Munksjö Oyj: Decisions taken by the Annual General Meeting and the organisation meeting of the Board of Directors


Helsinki, Finland, 2015-04-15 14:20 CEST (GLOBE NEWSWIRE) --
MUNKSJÖ OYJ, STOCK EXCHANGE RELEASE 15 April 2015 at 14:20 p.m. CEST

Munksjö Oyj: Decisions taken by the Annual General Meeting and the organisation meeting of the Board of Directors

Munksjö Oyj's Annual General Meeting was held in Helsinki today. The Annual General Meeting adopted the Financial Statements for 2014 and discharged the members of the Board of Directors and the President and CEO from liability for the financial year 2014. 

Resolution on the use of the profit shown on the balance sheet and the payment of dividend

The AGM resolved in accordance with the proposal of the Board of Directors that no dividend will be paid for the fiscal year 2014.

Resolution on the payment of funds as return of equity from the reserve for invested non-restricted equity 

The AGM resolved in accordance with the proposal of the Board of Directors to pay funds from the reserve for invested non-restricted equity as return of equity based on the balance of 31 December 2014 adopted by the Annual General Meeting, the amount of return being EUR 0.25 per share. 

The return of equity will be paid to a shareholder who on the record date of the payment 17 April 2015 is registered in the shareholder register of the company held by Euroclear Finland Ltd. The return of equity will be paid to shareholders on 24 April 2015. 

Resolution on the remuneration of the members of the Board of Directors and the Nomination Board 

The AGM resolved in accordance with the proposal of the Board that the remuneration of the Board of Directors shall increase. The annual remuneration of the Chairman is EUR 80,000 and EUR 40,000 each for the other Board members. 

The AGM resolved in accordance with the proposal of the Board that the remuneration of the permanent Board committees shall remain unchanged with the exception of an increase in the remuneration of the Chairman of the Audit Committee. The Chairman of the Audit Committee will annually receive EUR 12,000 and the other members EUR 6,000 each. The Chairman of the Remuneration Committee will annually receive EUR 6,000 and the other members EUR 3,000 each. 

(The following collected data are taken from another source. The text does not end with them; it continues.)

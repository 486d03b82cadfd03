//! Snapshot - the read-only, serializable view of a game state.

use serde::Serialize;

use crate::types::{Block, GameStatus, Mode};

/// Read-only view of a [`crate::GameState`] for rendering and JSON output.
#[derive(Debug, Clone, PartialEq, Eq, Serialize)]
pub struct GameSnapshot {
    pub mode: Mode,
    pub grid_size: i8,
    pub center_start: i8,
    pub center_end: i8,
    pub blocks: Vec<Block>,
    pub move_count: u32,
    pub retry_count: u32,
    pub start_time_ms: u64,
    pub is_animating: bool,
    pub status: GameStatus,
    #[serde(skip_serializing_if = "Option::is_none")]
    pub seed: Option<u32>,
    #[serde(skip_serializing_if = "Vec::is_empty")]
    pub last_moved: Vec<u32>,
}

impl GameSnapshot {
    pub fn block_at(&self, row: i8, col: i8) -> Option<&Block> {
        self.blocks.iter().find(|b| b.at(row, col))
    }

    pub fn in_center(&self, row: i8, col: i8) -> bool {
        row >= self.center_start
            && row <= self.center_end
            && col >= self.center_start
            && col <= self.center_end
    }

    /// One string per board row: `#` block, `+` empty center, `.` empty.
    pub fn board_rows(&self) -> Vec<String> {
        (0..self.grid_size)
            .map(|row| {
                (0..self.grid_size)
                    .map(|col| {
                        if self.block_at(row, col).is_some() {
                            '#'
                        } else if self.in_center(row, col) {
                            '+'
                        } else {
                            '.'
                        }
                    })
                    .collect()
            })
            .collect()
    }
}

impl Default for GameSnapshot {
    fn default() -> Self {
        let config = Mode::Normal.config();
        Self {
            mode: Mode::Normal,
            grid_size: config.grid_size,
            center_start: config.center_start,
            center_end: config.center_end,
            blocks: Vec::new(),
            move_count: 0,
            retry_count: 0,
            start_time_ms: 0,
            is_animating: false,
            status: GameStatus::Playing,
            seed: None,
            last_moved: Vec::new(),
        }
    }
}

#[cfg(test)]
mod tests {
    use super::*;
    use crate::game_state::create_initial_state;

    #[test]
    fn solved_board_rows() {
        let snap = create_initial_state(Mode::Normal).snapshot();
        let rows = snap.board_rows();
        assert_eq!(rows.len(), 7);
        assert_eq!(rows[0], ".......");
        assert_eq!(rows[2], "..###..");
        assert_eq!(rows[4], "..###..");
    }

    #[test]
    fn serializes_lowercase_enums() {
        let snap = create_initial_state(Mode::Hard).snapshot();
        let v = serde_json::to_value(&snap).unwrap();
        assert_eq!(v["mode"], "hard");
        assert_eq!(v["status"], "playing");
        assert_eq!(v["blocks"].as_array().unwrap().len(), 16);
        assert!(v.get("seed").is_none());
    }
}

The AGM resolved in accordance with the proposal of the Board that the annual remuneration for the Chairman of the Nomination Board is EUR 6,000 and the ordinary members EUR 3,000 each. 

Travel expenses are reimbursed in accordance with the company's travel policy. 

Resolution on the number of Board Members and the election of members of the Board of Directors 

The AGM resolved in accordance with the proposal of the Nomination Board that the number of Board members be six. The AGM resolved in accordance with the proposal of the Nomination Board that Sebastian Bondestam, Fredrik Cappelen, Alexander Ehrnrooth, Hannele Jakosuo-Jansson, Elisabet Salander Björklund and Peter Seligson were re-elected. The Board members were elected for the period ending at the close of the next Annual General Meeting. 

Election of Auditor and resolution on the remuneration of the Auditor

The AGM resolved in accordance with the proposal of the Board to re-elect KPMG Oy Ab as the company’s auditor. KPMG Oy Ab has designated Authorized Public Accountant Sixten Nyman as the Responsible Auditor. The AGM further resolved that auditor’s remuneration be paid according to invoicing accepted by the company.

Authorizations to repurchase and distribute the company’s own shares as well as to accept them as pledge 

The AGM authorized the Board of Directors to resolve to repurchase and to distribute the company’s own shares as well as to accept them as pledge in one or more instalments on the following conditions:

The number of shares to be repurchased or accepted as pledge by virtue of the authorization shall not exceed 4,000,000 shares in the company, yet always taking into account the limitations set forth in the Companies’ Act as regards the maximum number of shares owned by or pledged to the company or its subsidiaries. The shares may be repurchased only through public trading at the prevailing market price on the date of repurchase by using unrestricted shareholders’ equity. 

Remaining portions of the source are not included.